AVAILABLE DATA Block Start

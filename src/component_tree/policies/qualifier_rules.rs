use crate::component_tree::domain::qualifier::{self, is_valid_qualifier};
use crate::shared::Result;
use std::collections::HashSet;

/// Qualifiers eligible for best values when nothing else is configured
pub const DEFAULT_BEST_VALUE_QUALIFIERS: [&str; 2] = [qualifier::FILE, qualifier::UNIT_TEST_FILE];

/// A qualifier and the qualifiers its children may have
#[derive(Debug, Clone, PartialEq, Eq)]
pub struct ResourceType {
    pub qualifier: String,
    pub children: Vec<String>,
}

impl ResourceType {
    pub fn new(qualifier: &str, children: &[&str]) -> Self {
        Self {
            qualifier: qualifier.to_string(),
            children: children.iter().map(|c| c.to_string()).collect(),
        }
    }
}

/// QualifierRules - classification of component kinds
///
/// Decides which qualifiers are leaves below a given qualifier and
/// which qualifiers are file-level artifacts eligible for best values.
/// Built once at startup and shared read-only.
#[derive(Debug, Clone, PartialEq)]
pub struct QualifierRules {
    resource_types: Vec<ResourceType>,
    best_value_qualifiers: HashSet<String>,
}

impl QualifierRules {
    /// Creates rules from a resource type tree and the best-value qualifiers
    ///
    /// # Errors
    /// - A qualifier is empty or badly formed
    /// - A qualifier is declared twice
    /// - The resource type tree contains a cycle
    pub fn new(
        resource_types: Vec<ResourceType>,
        best_value_qualifiers: Vec<String>,
    ) -> Result<Self> {
        let mut declared = HashSet::new();
        for resource_type in &resource_types {
            for q in std::iter::once(&resource_type.qualifier).chain(&resource_type.children) {
                if !is_valid_qualifier(q) {
                    anyhow::bail!(
                        "Invalid qualifier '{}': expected 1-10 uppercase letters, digits or '_'",
                        q
                    );
                }
            }
            if !declared.insert(resource_type.qualifier.clone()) {
                anyhow::bail!(
                    "Resource type '{}' is declared more than once",
                    resource_type.qualifier
                );
            }
        }
        for q in &best_value_qualifiers {
            if !is_valid_qualifier(q) {
                anyhow::bail!("Invalid best value qualifier '{}'", q);
            }
        }

        let rules = Self {
            resource_types,
            best_value_qualifiers: best_value_qualifiers.into_iter().collect(),
        };
        rules.check_acyclic()?;
        Ok(rules)
    }

    /// Qualifiers allowed for direct children of `qualifier`
    pub fn children_qualifiers(&self, qualifier: &str) -> &[String] {
        self.resource_types
            .iter()
            .find(|rt| rt.qualifier == qualifier)
            .map(|rt| rt.children.as_slice())
            .unwrap_or(&[])
    }

    /// Leaf qualifiers reachable below `qualifier`
    ///
    /// A qualifier without children is its own leaf. Order follows the
    /// declaration order of children; duplicates keep their first position.
    pub fn leaves_qualifiers(&self, qualifier: &str) -> Vec<String> {
        let mut leaves = Vec::new();
        self.collect_leaves(qualifier, &mut leaves);
        leaves
    }

    fn collect_leaves(&self, qualifier: &str, leaves: &mut Vec<String>) {
        let children = self.children_qualifiers(qualifier);
        if children.is_empty() {
            if !leaves.iter().any(|l| l == qualifier) {
                leaves.push(qualifier.to_string());
            }
            return;
        }
        for child in children {
            self.collect_leaves(child, leaves);
        }
    }

    /// Production and test files are the components eligible for best values
    pub fn is_eligible_for_best_value(&self, qualifier: &str) -> bool {
        self.best_value_qualifiers.contains(qualifier)
    }

    pub fn resource_types(&self) -> &[ResourceType] {
        &self.resource_types
    }

    fn check_acyclic(&self) -> Result<()> {
        fn visit<'a>(
            rules: &'a QualifierRules,
            qualifier: &'a str,
            path: &mut Vec<&'a str>,
            done: &mut HashSet<&'a str>,
        ) -> Result<()> {
            if done.contains(qualifier) {
                return Ok(());
            }
            if path.contains(&qualifier) {
                path.push(qualifier);
                anyhow::bail!("Resource type tree contains a cycle: {}", path.join(" -> "));
            }
            path.push(qualifier);
            for child in rules.children_qualifiers(qualifier) {
                visit(rules, child, path, done)?;
            }
            path.pop();
            done.insert(qualifier);
            Ok(())
        }

        let mut done = HashSet::new();
        for resource_type in &self.resource_types {
            visit(self, &resource_type.qualifier, &mut Vec::new(), &mut done)?;
        }
        Ok(())
    }
}

impl Default for QualifierRules {
    fn default() -> Self {
        Self {
            resource_types: vec![
                ResourceType::new(qualifier::VIEW, &[qualifier::SUBVIEW, qualifier::PROJECT]),
                ResourceType::new(qualifier::SUBVIEW, &[qualifier::PROJECT]),
                ResourceType::new(
                    qualifier::PROJECT,
                    &[qualifier::MODULE, qualifier::DIRECTORY],
                ),
                ResourceType::new(qualifier::MODULE, &[qualifier::DIRECTORY]),
                ResourceType::new(
                    qualifier::DIRECTORY,
                    &[qualifier::FILE, qualifier::UNIT_TEST_FILE],
                ),
            ],
            best_value_qualifiers: DEFAULT_BEST_VALUE_QUALIFIERS
                .iter()
                .map(|q| q.to_string())
                .collect(),
        }
    }
}
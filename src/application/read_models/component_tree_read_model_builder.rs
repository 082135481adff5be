//! Builder for constructing ComponentTreeReadModel from loaded data
//!
//! This module transforms the use case result into the read model,
//! formatting measure values along the way.

use super::component_tree_read_model::{ComponentTreeReadModel, MetricView, PagingView, PeriodView};
use super::component_view::{ComponentView, MeasureView, PeriodValueView};
use crate::application::dto::ComponentTreeData;
use crate::component_tree::domain::{Component, Measure, MeasureTable, Metric, Period};
use crate::component_tree::services::MeasureValueFormatter;
use std::collections::HashMap;

/// Builder for constructing ComponentTreeReadModel from ComponentTreeData
pub struct ComponentTreeReadModelBuilder;

impl ComponentTreeReadModelBuilder {
    /// Builds the read model of a loaded tree
    ///
    /// Components keep the order of the data. Each component lists its
    /// measures in metric order, skipping metrics it has no measure for.
    pub fn build(data: &ComponentTreeData) -> ComponentTreeReadModel {
        let base_component = Self::build_component(
            &data.base_component,
            &[],
            &[],
            &MeasureTable::new(),
            &HashMap::new(),
        );
        let components = data
            .components
            .iter()
            .map(|c| {
                Self::build_component(
                    c.component(),
                    &data.metrics,
                    &data.periods,
                    &data.measures,
                    &data.reference_component_uuids_by_id,
                )
            })
            .collect();

        ComponentTreeReadModel {
            base_component,
            components,
            paging: data.paging.map(|p| PagingView {
                page_index: p.page_index(),
                page_size: p.page_size(),
                total: p.total(),
            }),
            metrics: data.metrics.iter().map(Self::build_metric).collect(),
            periods: data.periods.iter().map(Self::build_period).collect(),
        }
    }

    fn build_component(
        component: &Component,
        metrics: &[Metric],
        periods: &[Period],
        measures: &MeasureTable,
        references: &HashMap<i64, String>,
    ) -> ComponentView {
        let measures = metrics
            .iter()
            .filter_map(|metric| {
                measures
                    .get(component.uuid(), metric.id())
                    .map(|measure| Self::build_measure(measure, metric, periods))
            })
            .collect();

        ComponentView {
            id: component.uuid().to_string(),
            key: component.key().to_string(),
            name: component.name().to_string(),
            long_name: component.long_name().map(str::to_string),
            qualifier: component.qualifier().to_string(),
            path: component.path().map(str::to_string),
            ref_id: component
                .copy_component_id()
                .and_then(|id| references.get(&id).cloned()),
            measures,
        }
    }

    fn build_measure(measure: &Measure, metric: &Metric, periods: &[Period]) -> MeasureView {
        let period_values = periods
            .iter()
            .filter_map(|period| {
                measure.variation(period.index).map(|variation| PeriodValueView {
                    index: period.index,
                    value: MeasureValueFormatter::format_variation(variation, metric),
                })
            })
            .collect();

        MeasureView {
            metric: metric.key().to_string(),
            value: MeasureValueFormatter::format_value(measure, metric),
            best_value: measure.is_best_value(),
            periods: period_values,
        }
    }

    fn build_metric(metric: &Metric) -> MetricView {
        MetricView {
            key: metric.key().to_string(),
            name: metric.name().to_string(),
            value_type: metric.value_type().as_str().to_string(),
            best_value: metric.best_value().map(|v| {
                let measure = Measure::new(metric.id(), metric.key()).with_value(v);
                MeasureValueFormatter::format_value(&measure, metric)
                    .unwrap_or_else(|| v.to_string())
            }),
        }
    }

    fn build_period(period: &Period) -> PeriodView {
        PeriodView {
            index: period.index,
            mode: period.mode.clone(),
            parameter: period.parameter.clone(),
            date: period.date.clone(),
        }
    }
}
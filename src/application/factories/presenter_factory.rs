use crate::adapters::outbound::filesystem::{FileSystemWriter, StdoutPresenter};
use crate::ports::outbound::OutputPresenter;
use std::path::PathBuf;

/// Where the rendered tree goes
#[derive(Debug, Clone, PartialEq, Eq)]
pub enum PresenterType {
    Stdout,
    File(PathBuf),
}

impl PresenterType {
    /// Picks the file presenter when an output path is given
    pub fn from_output(output: Option<PathBuf>) -> Self {
        output.map_or(PresenterType::Stdout, PresenterType::File)
    }
}

/// Factory for creating output presenters
pub struct PresenterFactory;

impl PresenterFactory {
    /// Creates a presenter instance for the specified type
    ///
    /// # Examples
    /// ```
    /// use component_tree::application::factories::{PresenterFactory, PresenterType};
    ///
    /// let presenter = PresenterFactory::create(PresenterType::Stdout);
    /// ```
    pub fn create(presenter_type: PresenterType) -> Box<dyn OutputPresenter> {
        match presenter_type {
            PresenterType::Stdout => Box::new(StdoutPresenter::new()),
            PresenterType::File(path) => Box::new(FileSystemWriter::new(path)),
        }
    }
}
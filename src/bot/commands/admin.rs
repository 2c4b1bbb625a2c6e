use chrono::Utc;
use teloxide::prelude::*;

use crate::bot::handlers::{BotState, HandlerResult};
use crate::config::BroadcastConfigOverrides;
use crate::database::models::User;
use crate::services::eligibility::{audience_report, AudienceReport};
use crate::services::enhanced_broadcast::{
    BroadcastRequest, EnhancedBroadcastResult, RetryResult, StandardBroadcastResult,
};
use crate::utils::feedback::{CommandFeedback, FeedbackType};
use crate::utils::logging::{log_command_error, log_command_success, log_database_error};
use crate::utils::validation::{validate_broadcast_id, validate_broadcast_message};

/// Splits leading `key=value` tokens off a broadcast command.
///
/// `/enhanced batch_size=10 send_menu_trigger=false Hello all` overrides two settings
/// for this run and sends "Hello all". Keys are the `BROADCAST_*` settings without
/// the prefix, in any case.
pub fn parse_broadcast_args(args: &str) -> (BroadcastConfigOverrides, String) {
    let mut pairs = Vec::new();
    let mut rest = args.trim_start();

    while let Some(token) = rest.split_whitespace().next() {
        let Some((key, value)) = token.split_once('=') else {
            break;
        };
        if key.is_empty() || !key.chars().all(|c| c.is_ascii_alphanumeric() || c == '_') {
            break;
        }
        pairs.push((format!("BROADCAST_{}", key.to_uppercase()), value.to_string()));
        rest = rest[token.len()..].trim_start();
    }

    (BroadcastConfigOverrides::from_pairs(pairs), rest.trim().to_string())
}

pub fn format_standard_result(result: &StandardBroadcastResult) -> String {
    if !result.success {
        return format!(
            "Broadcast failed: {}",
            result.error.as_deref().unwrap_or("unknown error")
        );
    }

    format!(
        "Broadcast {} finished in {:.1}s\n\nRecipients: {}\nDelivered: {}\nFailed: {} (blocked: {})",
        result.message_id,
        result.duration_ms as f64 / 1000.0,
        result.stats.total,
        result.stats.delivered,
        result.stats.failed,
        result.stats.blocked,
    )
}

pub fn format_enhanced_result(result: &EnhancedBroadcastResult) -> String {
    let stats = &result.enhanced_stats;

    if !result.success {
        return format!(
            "Enhanced broadcast failed: {}\n\nUsers: {}, eligible: {}",
            result.error.as_deref().unwrap_or("unknown error"),
            stats.total,
            stats.eligible_for_enhanced,
        );
    }

    format!(
        "Enhanced broadcast {} finished in {:.1}s\n\n\
         Users: {}\nEligible: {}\n\n\
         Primary message: {} delivered, {} failed ({} blocked)\n\n\
         Useful info: {}\nEvent details: {}\nMenu: {}\n\n\
         Sequences completed: {} ({:.1}%)\nSequence failures: {}",
        result.message_id,
        result.duration_ms as f64 / 1000.0,
        stats.total,
        stats.eligible_for_enhanced,
        stats.standard_delivered,
        stats.standard_failed,
        stats.standard_blocked,
        stats.useful_info_delivered,
        stats.event_details_delivered,
        stats.menu_trigger_delivered,
        stats.enhanced_sequence_completed,
        stats.completion_rate,
        stats.sequence_failures,
    )
}

pub fn format_retry_result(result: &RetryResult) -> String {
    if !result.success {
        return format!(
            "Retry failed: {}",
            result.error.as_deref().unwrap_or("unknown error")
        );
    }

    if result.attempted == 0 {
        return format!(
            "Nothing to retry for {} ({} blocked recipients skipped)",
            result.broadcast_id, result.skipped_blocked
        );
    }

    format!(
        "Retry of {}\n\nAttempted: {}\nDelivered: {}\nStill failing: {} (blocked: {})\nSkipped blocked: {}",
        result.broadcast_id,
        result.attempted,
        result.delivered,
        result.failed,
        result.blocked,
        result.skipped_blocked,
    )
}

pub fn format_audience(report: &AudienceReport) -> String {
    let mut text = format!(
        "Audience\n\nRegistered: {}\nEligible for enhanced broadcast: {} ({:.1}%)\nIneligible: {}\n",
        report.stats.total,
        report.stats.eligible,
        report.stats.eligibility_rate,
        report.stats.ineligible,
    );

    for (reason, count) in &report.ineligible_reasons {
        text.push_str(&format!("  • {reason}: {count}\n"));
    }

    text.push_str(&format!(
        "\nAverage profile completeness: {:.0}%\nAverage engagement score: {:.0}",
        report.average_completeness, report.average_score
    ));
    text
}

fn admin_name(msg: &Message) -> String {
    msg.from()
        .and_then(|u| u.username.clone())
        .unwrap_or_else(|| "admin".to_string())
}

fn admin_id(msg: &Message) -> i64 {
    msg.from().map(|u| u.id.0 as i64).unwrap_or(msg.chat.id.0)
}

/// Outcome of checking a broadcast command before any delivery starts.
enum Prepared {
    /// The message was invalid and the admin has been told why.
    Rejected,
    /// Delivery can go ahead. Holds the placeholder message, if it could be posted.
    Started(Option<teloxide::types::MessageId>),
}

fn usage(command: &str) -> String {
    format!("Usage: {command} [setting=value ...] <message>")
}

/// Validates the message and posts the placeholder that will carry the result.
async fn prepare(feedback: &CommandFeedback, command: &str, message: &str) -> ResponseResult<Prepared> {
    if let Err(e) = validate_broadcast_message(message) {
        feedback.validation_error(&e.to_string(), &usage(command)).await?;
        return Ok(Prepared::Rejected);
    }

    let placeholder = feedback
        .send_processing("Broadcast started, I'll report back when it is done.")
        .await
        .ok()
        .map(|m| m.id);
    Ok(Prepared::Started(placeholder))
}

pub async fn handle_broadcast(bot: Bot, msg: Message, args: String, state: &BotState) -> HandlerResult {
    let feedback = CommandFeedback::new(bot, msg.chat.id);
    let (overrides, message) = parse_broadcast_args(&args);

    let Prepared::Started(placeholder) = prepare(&feedback, "/broadcast", &message).await? else {
        return Ok(());
    };

    let request = BroadcastRequest::new(message, admin_id(&msg)).with_overrides(overrides);
    let result = state.coordinator.standard_broadcast(request).await;
    let tone = if result.success {
        log_command_success("/broadcast", &admin_name(&msg), admin_id(&msg), Some(result.message_id.as_str()));
        FeedbackType::Success
    } else {
        log_command_error("/broadcast", &admin_name(&msg), admin_id(&msg), result.error.as_deref().unwrap_or(""));
        FeedbackType::Error
    };

    feedback.finish(placeholder, tone, &format_standard_result(&result)).await?;
    Ok(())
}

pub async fn handle_enhanced(bot: Bot, msg: Message, args: String, state: &BotState) -> HandlerResult {
    let feedback = CommandFeedback::new(bot, msg.chat.id);
    let (overrides, message) = parse_broadcast_args(&args);

    let Prepared::Started(placeholder) = prepare(&feedback, "/enhanced", &message).await? else {
        return Ok(());
    };

    let request = BroadcastRequest::new(message, admin_id(&msg)).with_overrides(overrides);
    let result = state.coordinator.enhanced_broadcast(request).await;
    let tone = if result.success {
        log_command_success("/enhanced", &admin_name(&msg), admin_id(&msg), Some(result.message_id.as_str()));
        if result.enhanced_stats.sequence_failures > 0 {
            FeedbackType::Warning
        } else {
            FeedbackType::Success
        }
    } else {
        log_command_error("/enhanced", &admin_name(&msg), admin_id(&msg), result.error.as_deref().unwrap_or(""));
        FeedbackType::Error
    };

    feedback.finish(placeholder, tone, &format_enhanced_result(&result)).await?;
    Ok(())
}

pub async fn handle_retry(bot: Bot, msg: Message, broadcast_id: String, state: &BotState) -> HandlerResult {
    let feedback = CommandFeedback::new(bot, msg.chat.id);
    let broadcast_id = broadcast_id.trim();

    if let Err(e) = validate_broadcast_id(broadcast_id) {
        feedback
            .validation_error(&e.to_string(), "Usage: /retry <broadcast id> (shown in the broadcast report)")
            .await?;
        return Ok(());
    }

    let result = state.coordinator.retry_failed_deliveries(broadcast_id).await;
    let tone = if !result.success {
        FeedbackType::Error
    } else if result.failed > 0 {
        FeedbackType::Warning
    } else {
        FeedbackType::Success
    };

    feedback.send(tone, &format_retry_result(&result)).await?;
    Ok(())
}

pub async fn handle_audience(bot: Bot, msg: Message, state: &BotState) -> HandlerResult {
    let feedback = CommandFeedback::new(bot, msg.chat.id);

    match User::find_all(&state.db.pool).await {
        Ok(users) => {
            let report = audience_report(&users, Utc::now());
            feedback.info(&format_audience(&report)).await?;
        }
        Err(e) => {
            log_database_error("select", "users", &e.to_string());
            feedback.error("Could not load guests, please try again later.").await?;
        }
    }

    Ok(())
}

AVAILABLE DATA Block End

▸ **TASK STATEMENT**: Would you restate exactly the lines of the material above, from its opening line through the line with "or badly formed", and output only those?

▸ **ANSWER SECTION**:
filename src/component_tree/policies/qualifier_rules.rs
use crate::component_tree::domain::qualifier::{self, is_valid_qualifier};
use crate::shared::Result;
use std::collections::HashSet;

/// Qualifiers eligible for best values when nothing else is configured
pub const DEFAULT_BEST_VALUE_QUALIFIERS: [&str; 2] = [qualifier::FILE, qualifier::UNIT_TEST_FILE];

/// A qualifier and the qualifiers its children may have
#[derive(Debug, Clone, PartialEq, Eq)]
pub struct ResourceType {
    pub qualifier: String,
    pub children: Vec<String>,
}

impl ResourceType {
    pub fn new(qualifier: &str, children: &[&str]) -> Self {
        Self {
            qualifier: qualifier.to_string(),
            children: children.iter().map(|c| c.to_string()).collect(),
        }
    }
}

/// QualifierRules - classification of component kinds
///
/// Decides which qualifiers are leaves below a given qualifier and
/// which qualifiers are file-level artifacts eligible for best values.
/// Built once at startup and shared read-only.
#[derive(Debug, Clone, PartialEq)]
pub struct QualifierRules {
    resource_types: Vec<ResourceType>,
    best_value_qualifiers: HashSet<String>,
}

impl QualifierRules {
    /// Creates rules from a resource type tree and the best-value qualifiers
    ///
    /// # Errors
    /// - A qualifier is empty or badly formed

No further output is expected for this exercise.